Task material Block Start

//! # SessionKeep API
//!
//! Thin actix-web binding over `sk_core`: Bearer authentication middleware,
//! refresh tokens carried in an HTTP-only cookie, and the account
//! confirmation and password reset endpoints.

pub mod app;
pub mod dto;
pub mod handlers;
pub mod middleware;
pub mod routes;
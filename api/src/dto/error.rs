use actix_web::http::StatusCode;
use chrono::{DateTime, Utc};
use serde::{Deserialize, Serialize};

/// Error body returned by every endpoint
#[derive(Debug, Clone, Serialize, Deserialize)]
pub struct ErrorResponse {
    /// Error code for client-side handling
    pub error: String,

    /// Human-readable error message
    pub message: String,

    /// Timestamp of when the error occurred
    pub timestamp: DateTime<Utc>,
}

impl ErrorResponse {
    pub fn new(error: impl Into<String>, message: impl Into<String>) -> Self {
        Self {
            error: error.into(),
            message: message.into(),
            timestamp: Utc::now(),
        }
    }
}

// Extension trait for ErrorResponse to add actix-web specific methods
pub trait ErrorResponseExt {
    fn to_response(&self, status: StatusCode) -> actix_web::HttpResponse;
}

impl ErrorResponseExt for ErrorResponse {
    fn to_response(&self, status: StatusCode) -> actix_web::HttpResponse {
        actix_web::HttpResponse::build(status).json(self)
    }
}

Task material Block End

Aim of the exercise -> No line may be skipped. Transcribe the listing above exactly.

Reply to the exercise ->
//! # SessionKeep API
//!
//! Thin actix-web binding over `sk_core`: Bearer authentication middleware,
//! refresh tokens carried in an HTTP-only cookie, and the account
//! confirmation and password reset endpoints.

pub mod app;
pub mod dto;
pub mod handlers;
pub mod middleware;
pub mod routes;
filename api/src/dto/error.rs
use actix_web::http::StatusCode;
use chrono::{DateTime, Utc};
use serde::{Deserialize, Serialize};

/// Error body returned by every endpoint
#[derive(Debug, Clone, Serialize, Deserialize)]
pub struct ErrorResponse {
    /// Error code for client-side handling
    pub error: String,

    /// Human-readable error message
    pub message: String,

    /// Timestamp of when the error occurred
    pub timestamp: DateTime<Utc>,
}

impl ErrorResponse {
    pub fn new(error: impl Into<String>, message: impl Into<String>) -> Self {
        Self {
            error: error.into(),
            message: message.into(),
            timestamp: Utc::now(),
        }
    }
}

// Extension trait for ErrorResponse to add actix-web specific methods
pub trait ErrorResponseExt {
    fn to_response(&self, status: StatusCode) -> actix_web::HttpResponse;
}

impl ErrorResponseExt for ErrorResponse {
    fn to_response(&self, status: StatusCode) -> actix_web::HttpResponse {
        actix_web::HttpResponse::build(status).json(self)
    }
}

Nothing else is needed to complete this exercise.